Flash forward 25 years, though, and there are hundreds of TAL alums, many of which have gone on to create their own hit podcasts and companies, some worth hundreds of millions of dollars. Here’s a non-exhaustive list:
Alex Blumberg: Blumberg left his job as a teacher and got his start in radio as a low-level assistant at This American Life. He eventually worked his way up to producer and on-air talent, and by the late 2000s he was producing some of the most impactful stories at the show, including The Giant Pool of Money and When Patents Attack. He co-launched Planet Money, one of NPR’s first blockbuster standalone podcasts. Blumberg went on to launch Gimlet Media, a VC-funded network that spawned several incredibly popular shows and eventually sold to Spotify for $230 million. In interviews, Blumberg has stated that he owes much of his career to what Ira Glass taught him.
Sarah Koenig: Koenig may be the only This American Life alum who’s just as famous as Glass himself. She worked as a producer for the show for 10 years before she launched Serial, which is one of the most popular podcasts of all time. More on that in a bit.
Adam Davidson: Davidson wasn’t a longtime TAL staffer, but he co-hosted The Giant Pool of Money with Blumberg and then went on to cofound Planet Money with him. Davidson branched out from podcasts for a while -- serving stints as a New York Times columnist, New Yorker staff writer, and movie producer -- but recently he signed on for a podcast joint venture with Sony Music Entertainment.
Starlee Kine: Kine narrated one of my favorite This American Life episodes in which she consulted with Phil Collins while composing a breakup song. She went on to launch the cult hit Mystery Show, which ran for a single season under Gimlet. She’s since worked on several high-profile projects in the podcast space while also dabbling in TV writing.
Alix Spiegel: Spiegel was one of This American Life’s earliest employees and now co-hosts the megahit NPR podcast Invisibilia.
Jonathan Goldstein: Goldstein narrated one of the most famous This American Life stories, a segment about a mother who left an unhinged message about The Little Mermaid on her son’s answering machine.

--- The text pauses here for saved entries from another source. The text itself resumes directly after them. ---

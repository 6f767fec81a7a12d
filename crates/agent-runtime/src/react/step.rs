//! Reasoning steps of a single query

use agent_core::context::keys;
use agent_llm::Message;
use serde::{Deserialize, Serialize};
use serde_json::{Map, Value};
use std::fmt;

/// One step of the ReAct reasoning sequence
///
/// Steps render back to the same text protocol the LLM writes, so earlier
/// reasoning can be replayed to it on the next turn.
#[derive(Debug, Clone, PartialEq, Serialize, Deserialize)]
#[serde(tag = "type", rename_all = "snake_case")]
pub enum ReasoningStep {
    /// The LLM decided to call a tool
    Action {
        thought: String,
        tool_name: String,
        input: Map<String, Value>,
    },

    /// Result of a tool call, or a description of why the last output was rejected
    Observation { content: String },

    /// The LLM produced its answer; nothing follows this step
    FinalAnswer { thought: String, answer: String },
}

impl ReasoningStep {
    /// Observation step
    pub fn observation(content: impl Into<String>) -> Self {
        Self::Observation {
            content: content.into(),
        }
    }

    /// Whether this step is an observation
    pub fn is_observation(&self) -> bool {
        matches!(self, Self::Observation { .. })
    }

    /// Chat message for this step
    ///
    /// Observations come from outside the LLM and are sent as user turns;
    /// everything else is the LLM's own output and goes back as assistant turns.
    pub fn to_message(&self) -> Message {
        if self.is_observation() {
            Message::user(self.to_string())
        } else {
            Message::assistant(self.to_string())
        }
    }
}

impl fmt::Display for ReasoningStep {
    fn fmt(&self, f: &mut fmt::Formatter<'_>) -> fmt::Result {
        match self {
            Self::Action {
                thought,
                tool_name,
                input,
            } => {
                let input = serde_json::to_string(input).map_err(|_| fmt::Error)?;
                write!(
                    f,
                    "Thought: {thought}\nAction: {tool_name}\nAction Input: {input}"
                )
            }
            Self::Observation { content } => write!(f, "Observation: {content}"),
            Self::FinalAnswer { thought, answer } => {
                write!(f, "Thought: {thought}\nAnswer: {answer}")
            }
        }
    }
}

/// Copy of tool input safe to log or print: the auth token is masked
pub fn redact_input(input: &Map<String, Value>) -> Map<String, Value> {
    let mut redacted = input.clone();
    if let Some(token) = redacted.get_mut(keys::AUTH_TOKEN) {
        *token = Value::String("***".to_string());
    }
    redacted
}

/// Copy of free text safe to log: every occurrence of `token` is masked
pub fn redact_text(text: &str, token: Option<&str>) -> String {
    match token.filter(|token| !token.is_empty()) {
        Some(token) => text.replace(token, "***"),
        None => text.to_string(),
    }
}
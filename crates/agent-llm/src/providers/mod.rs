//! Concrete LLM provider implementations
//!
//! This module contains implementations of the LLMProvider trait for
//! various LLM services.

#[cfg(feature = "anthropic")]
pub mod anthropic;
#[cfg(feature = "openai")]
pub mod openai;

#[cfg(feature = "anthropic")]
pub use anthropic::AnthropicProvider;
#[cfg(feature = "openai")]
pub use openai::{OpenAIConfig, OpenAIProvider};
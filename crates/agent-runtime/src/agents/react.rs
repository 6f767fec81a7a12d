//! ReAct agent implementation (wraps AgentExecutor)

use crate::executor::AgentExecutor;
use agent_core::{Agent, Context, Result};
use async_trait::async_trait;

/// An agent that answers each input with a fresh ReAct session
///
/// Every call starts from an empty history bound to the given context. Use
/// [`AgentExecutor::session`] directly for multi-turn conversations.
pub struct ReActAgent {
    executor: AgentExecutor,
    name: String,
}

impl ReActAgent {
    /// Create a new ReAct agent
    pub fn new(executor: AgentExecutor, name: impl Into<String>) -> Self {
        Self {
            executor,
            name: name.into(),
        }
    }

    /// Get a reference to the underlying executor
    pub fn executor(&self) -> &AgentExecutor {
        &self.executor
    }
}

#[async_trait]
impl Agent for ReActAgent {
    async fn process(&self, input: String, context: &Context) -> Result<String> {
        let mut session = self.executor.session(context.clone())?;
        let response = self.executor.chat(&mut session, &input).await?;
        Ok(response.response)
    }

    fn name(&self) -> &str {
        &self.name
    }
}
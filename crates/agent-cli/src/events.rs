//! Prints the agent's reasoning as it happens

use agent_runtime::react::redact_input;
use agent_runtime::{ChatResponse, ExecutorEventHandler, ReasoningStep};
use agent_tools::ToolOutput;
use async_trait::async_trait;
use serde_json::Value;

/// Longest observation echoed in full
const MAX_OBSERVATION_CHARS: usize = 400;

/// Writes each reasoning step to stderr, auth token masked
pub struct VerboseEventHandler;

#[async_trait]
impl ExecutorEventHandler for VerboseEventHandler {
    async fn on_step(&self, step: &ReasoningStep) {
        eprintln!("{}", render_step(step));
    }

    async fn on_tool_done(&self, output: &ToolOutput, duration_ms: u64) {
        let status = if output.is_error { "failed" } else { "ok" };
        eprintln!("  [{}: {status} in {duration_ms}ms]", output.tool_name);
    }

    async fn on_complete(&self, response: &ChatResponse) {
        eprintln!(
            "  [done: {:?}, {} tool call(s)]",
            response.termination,
            response.sources.len()
        );
    }

    async fn on_error(&self, error: &str) {
        eprintln!("  [error: {error}]");
    }
}

fn render_step(step: &ReasoningStep) -> String {
    match step {
        ReasoningStep::Action {
            thought,
            tool_name,
            input,
        } => format!(
            "Thought: {thought}\nAction: {tool_name}\nAction Input: {}",
            Value::Object(redact_input(input))
        ),
        ReasoningStep::Observation { content } => {
            format!("Observation: {}", truncate(content, MAX_OBSERVATION_CHARS))
        }
        ReasoningStep::FinalAnswer { thought, .. } => format!("Thought: {thought}"),
    }
}

fn truncate(text: &str, max_chars: usize) -> String {
    match text.char_indices().nth(max_chars) {
        Some((idx, _)) => format!("{}...", &text[..idx]),
        None => text.to_string(),
    }
}

#[cfg(test)]
mod tests {
    use super::*;
    use serde_json::json;

    #[test]
    fn test_action_masks_token() {
        let Value::Object(input) = json!({ "query": "SUI", "jwt_token": "secret" }) else {
            unreachable!()
        };
        let rendered = render_step(&ReasoningStep::Action {
            thought: "look it up".to_string(),
            tool_name: "search_token".to_string(),
            input,
        });
        assert!(rendered.contains("Action: search_token"));
        assert!(rendered.contains("\"jwt_token\":\"***\""));
        assert!(!rendered.contains("secret"));
    }

    #[test]
    fn test_truncate() {
        assert_eq!(truncate("abcdef", 3), "abc...");
        assert_eq!(truncate("abc", 3), "abc");
        assert_eq!(truncate("ééé", 2), "éé...");
    }
}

He now co-hosts the cult favorite podcast Heavyweight.
The list goes on and on. Suffice it to say, if there’s a podcast you listen to that contains ambitious narrative storytelling, there’s a better-than-decent chance that at least one of its creators passed through Glass’s editing room at some point over the past 25 years.
The Serial effect
If you talk to anyone who’s worked in podcasting for at least a decade, you’ll often hear them speak of two distinct eras: Before Serial and After Serial.

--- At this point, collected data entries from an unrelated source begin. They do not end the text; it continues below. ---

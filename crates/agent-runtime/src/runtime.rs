//! Runtime holding the resources shared by every session
//!
//! The AgentRuntime owns the LLM provider, the tool registry and the system
//! prompt template, all behind `Arc` and never mutated after build. Executors
//! and agents created from it share those resources.

use agent_core::Result;
use agent_llm::LLMProvider;
use agent_prompt::PromptTemplate;
use agent_tools::ToolRegistry;
use std::sync::Arc;
use tracing::info;

use crate::agents::ReActAgent;
use crate::executor::{AgentExecutor, ExecutorConfig, ExecutorEventHandler};

/// Runtime for creating executors and agents over shared resources
///
/// # Example
///
/// ```no_run
/// use agent_runtime::{AgentRuntime, ExecutorConfig};
/// use agent_core::Context;
///
/// # async fn example(
/// #     provider: std::sync::Arc<dyn agent_llm::LLMProvider>,
/// #     tools: std::sync::Arc<agent_tools::ToolRegistry>,
/// #     template: std::sync::Arc<dyn agent_prompt::PromptTemplate>,
/// # ) -> agent_core::Result<()> {
/// let runtime = AgentRuntime::builder()
///     .provider(provider)
///     .tool_registry(tools)
///     .template(template)
///     .build()?;
///
/// let executor = runtime.create_executor();
/// let mut session = executor.session(Context::new().with_auth_token("jwt"))?;
/// let response = executor.chat(&mut session, "What's trending?").await?;
/// println!("{}", response.response);
/// # Ok(())
/// # }
/// ```
#[derive(Clone)]
pub struct AgentRuntime {
    provider: Arc<dyn LLMProvider>,
    tool_registry: Arc<ToolRegistry>,
    template: Arc<dyn PromptTemplate>,
    config: ExecutorConfig,
}

impl AgentRuntime {
    /// Create a new runtime builder
    pub fn builder() -> AgentRuntimeBuilder {
        AgentRuntimeBuilder::new()
    }

    /// Get a reference to the LLM provider
    pub fn provider(&self) -> &Arc<dyn LLMProvider> {
        &self.provider
    }

    /// Get a reference to the tool registry
    pub fn tools(&self) -> &Arc<ToolRegistry> {
        &self.tool_registry
    }

    /// Get a reference to the executor configuration
    pub fn config(&self) -> &ExecutorConfig {
        &self.config
    }

    /// Create an executor over the shared resources
    pub fn create_executor(&self) -> AgentExecutor {
        AgentExecutor::new(
            Arc::clone(&self.provider),
            Arc::clone(&self.tool_registry),
            Arc::clone(&self.template),
            self.config.clone(),
        )
    }

    /// Create an executor that reports events to `handler`
    pub fn create_executor_with_handler(
        &self,
        handler: Arc<dyn ExecutorEventHandler>,
    ) -> AgentExecutor {
        self.create_executor().with_event_handler(handler)
    }

    /// Create a ReAct agent implementing [`agent_core::Agent`]
    pub fn create_react_agent(&self, name: impl Into<String>) -> ReActAgent {
        ReActAgent::new(self.create_executor(), name)
    }
}

/// Builder for AgentRuntime
pub struct AgentRuntimeBuilder {
    provider: Option<Arc<dyn LLMProvider>>,
    tool_registry: Option<Arc<ToolRegistry>>,
    template: Option<Arc<dyn PromptTemplate>>,
    config: ExecutorConfig,
}

impl AgentRuntimeBuilder {
    /// Create a new runtime builder
    pub fn new() -> Self {
        Self {
            provider: None,
            tool_registry: None,
            template: None,
            config: ExecutorConfig::default(),
        }
    }

    /// Set the LLM provider
    pub fn provider(mut self, provider: Arc<dyn LLMProvider>) -> Self {
        self.provider = Some(provider);
        self
    }

    /// Set the tool registry
    pub fn tool_registry(mut self, registry: Arc<ToolRegistry>) -> Self {
        self.tool_registry = Some(registry);
        self
    }

    /// Set the system prompt template
    pub fn template(mut self, template: Arc<dyn PromptTemplate>) -> Self {
        self.template = Some(template);
        self
    }

    /// Set the executor configuration
    pub fn config(mut self, config: ExecutorConfig) -> Self {
        self.config = config;
        self
    }

    /// Set the max iterations
    pub fn max_iterations(mut self, max: usize) -> Self {
        self.config.max_iterations = max;
        self
    }

    /// Set the model
    pub fn model(mut self, model: impl Into<String>) -> Self {
        self.config.model = model.into();
        self
    }

    /// Build the runtime
    ///
    /// # Errors
    ///
    /// Returns an error if the provider or template is not set, or the
    /// configuration is invalid
    pub fn build(self) -> Result<AgentRuntime> {
        let provider = self.provider.ok_or_else(|| {
            agent_core::Error::InitializationFailed("Provider not set".to_string())
        })?;
        let template = self.template.ok_or_else(|| {
            agent_core::Error::InitializationFailed("Prompt template not set".to_string())
        })?;
        self.config.validate()?;

        let tool_registry = self
            .tool_registry
            .unwrap_or_else(|| Arc::new(ToolRegistry::default()));

        info!(
            provider = provider.name(),
            model = %self.config.model,
            tool_count = tool_registry.len(),
            max_iterations = self.config.max_iterations,
            "Agent runtime built"
        );

        Ok(AgentRuntime {
            provider,
            tool_registry,
            template,
            config: self.config,
        })
    }
}

impl Default for AgentRuntimeBuilder {
    fn default() -> Self {
        Self::new()
    }
}

#[cfg(test)]
mod tests {
    use super::*;
    use crate::executor::tests::{ScriptedProvider, TEMPLATE};
    use agent_prompt::JinjaTemplate;

    fn template() -> Arc<dyn PromptTemplate> {
        Arc::new(JinjaTemplate::new("system", TEMPLATE).unwrap())
    }

    #[test]
    fn test_runtime_builder() {
        let builder = AgentRuntimeBuilder::new().max_iterations(5).model("test-model");

        assert_eq!(builder.config.max_iterations, 5);
        assert_eq!(builder.config.model, "test-model");
    }

    #[test]
    fn test_build_requires_provider_and_template() {
        assert!(AgentRuntime::builder().template(template()).build().is_err());
        assert!(
            AgentRuntime::builder()
                .provider(Arc::new(ScriptedProvider::replies(&[])))
                .build()
                .is_err()
        );
    }

    #[test]
    fn test_executors_share_resources() {
        let runtime = AgentRuntime::builder()
            .provider(Arc::new(ScriptedProvider::replies(&[])))
            .template(template())
            .max_iterations(3)
            .build()
            .unwrap();

        let a = runtime.create_executor();
        let b = runtime.create_executor();
        assert!(Arc::ptr_eq(a.tools(), b.tools()));
        assert_eq!(a.config().max_iterations, 3);
        assert_eq!(runtime.provider().name(), "scripted");
    }
}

Yes, the first season was a monumental success, attracting tens of millions of downloads, but it also triggered a rising tide that lifted all boats. Serial was the first podcast to become a topic of mainstream watercooler discussion, with each episode talked about with a degree of excitement usually reserved for a show like Game of Thrones. This caused millions of people in the English-speaking world to open a podcast app for the first time and figure out how to use it. Naturally, many of these listeners decided to stick around and try out other podcasts. I’ve interviewed plenty of podcasters over the last several years who told me they saw a very noticeable increase in downloads during that first season of Serial. It widened the listening pool significantly.

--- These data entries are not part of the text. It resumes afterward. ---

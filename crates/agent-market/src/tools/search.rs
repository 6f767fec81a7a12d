//! Token search by name, symbol or ticker

use agent_core::Result as AgentResult;
use agent_llm::tools::schema;
use agent_tools::Tool;
use async_trait::async_trait;
use serde::Deserialize;
use serde_json::{Value, json};

use super::{TOKEN_ARG, parse_params};
use crate::api::{MarketDataClient, as_f64, text};
use crate::config::MarketConfig;
use crate::error::{MarketError, Result};

const DESCRIPTION: &str = concat!(
    "Retrieves the token address based on the token name, symbol, or ticker.",
    "Input args: ",
    "query (str): Token name, symbol, or ticker (e.g., 'SUDENG', 'hippo'). ",
    "jwt_token (str): User's authorization token",
    "Output: Returns token information including:",
    "- Token address (contract address)",
    "- Token name",
    "- Token symbol",
    "- Token price",
    "- Liquidity (liquidityUsd)",
);

/// Looks a token up through the search endpoint
pub struct SearchTokenTool {
    client: MarketDataClient,
}

/// Arguments; a `jwt_token` is accepted but the endpoint is public
#[derive(Debug, Deserialize)]
struct SearchParams {
    query: String,
}

impl SearchTokenTool {
    /// Create a new search tool
    pub fn new(client: MarketDataClient) -> Self {
        Self { client }
    }

    async fn search(&self, params: SearchParams) -> Result<Value> {
        let query = params.query.trim();
        if query.is_empty() {
            return Err(MarketError::InvalidInput("query must not be empty".to_string()));
        }

        let body = self.client.search(query).await?;
        let docs = match body.get("docs") {
            Some(Value::Array(docs)) => docs.clone(),
            Some(_) => {
                return Err(MarketError::InvalidResponse(
                    "'docs' is not a list".to_string(),
                ));
            }
            None => Vec::new(),
        };

        Ok(select_tokens(docs, query, self.client.config()))
    }
}

/// Pick the tokens to report for a query
///
/// Docs are ranked by liquidity. The most liquid doc whose symbol equals the
/// query (ignoring case) is returned on its own with bare field names;
/// otherwise every doc above the liquidity threshold is listed under
/// `token_`-prefixed names, up to the configured maximum.
fn select_tokens(mut docs: Vec<Value>, query: &str, config: &MarketConfig) -> Value {
    docs.sort_by(|a, b| as_f64(b.get("liquidityUsd")).total_cmp(&as_f64(a.get("liquidityUsd"))));

    let mut tokens = Vec::new();
    for doc in &docs {
        let token = summarize(doc);
        let is_exact = token["symbol"]
            .as_str()
            .is_some_and(|symbol| symbol.eq_ignore_ascii_case(query));
        if is_exact {
            return token;
        }
        if token["liquidityUsd"].as_f64().unwrap_or_default() > config.min_liquidity_usd {
            tokens.push(listed(&token));
        }
    }

    if tokens.is_empty() {
        return Value::String(format!("No tokens found for {query}"));
    }
    tokens.truncate(config.max_search_results);
    json!({ "tokens": tokens })
}

fn summarize(doc: &Value) -> Value {
    let base = doc.get("tokenBase").unwrap_or(&Value::Null);
    json!({
        "address": text(base, "address"),
        "name": text(base, "name"),
        "symbol": text(base, "symbol"),
        "priceUsd": as_f64(base.get("priceUsd")),
        "liquidityUsd": as_f64(doc.get("liquidityUsd")),
    })
}

/// Rename a summary's fields for the list output
fn listed(token: &Value) -> Value {
    json!({
        "token_address": token["address"],
        "token_name": token["name"],
        "token_symbol": token["symbol"],
        "token_priceUsd": token["priceUsd"],
        "token_liquidityUsd": token["liquidityUsd"],
    })
}

#[async_trait]
impl Tool for SearchTokenTool {
    async fn execute(&self, params: Value) -> AgentResult<Value> {
        let params: SearchParams = parse_params(params)?;
        Ok(self.search(params).await?)
    }

    fn name(&self) -> &str {
        "search_token"
    }

    fn description(&self) -> &str {
        DESCRIPTION
    }

    fn input_schema(&self) -> Value {
        schema::object(
            json!({
                "query": schema::string("Token name, symbol, or ticker (e.g., 'SUDENG', 'hippo')"),
                "jwt_token": schema::string(TOKEN_ARG),
            }),
            &["query"],
        )
    }
}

Admittedly, Glass played a secondary role in that show, but he did encourage Koenig to pursue it as a standalone podcast. He ran the first episode to This American Life’s millions of listeners and has helped edit every season. Serial Productions podcasts are almost entirely staffed by This American Life alums.
Imagine an alternate reality in which Serial never existed. The podcast market would almost certainly be smaller than it is today. The show accelerated growth of the industry and put the medium on the map.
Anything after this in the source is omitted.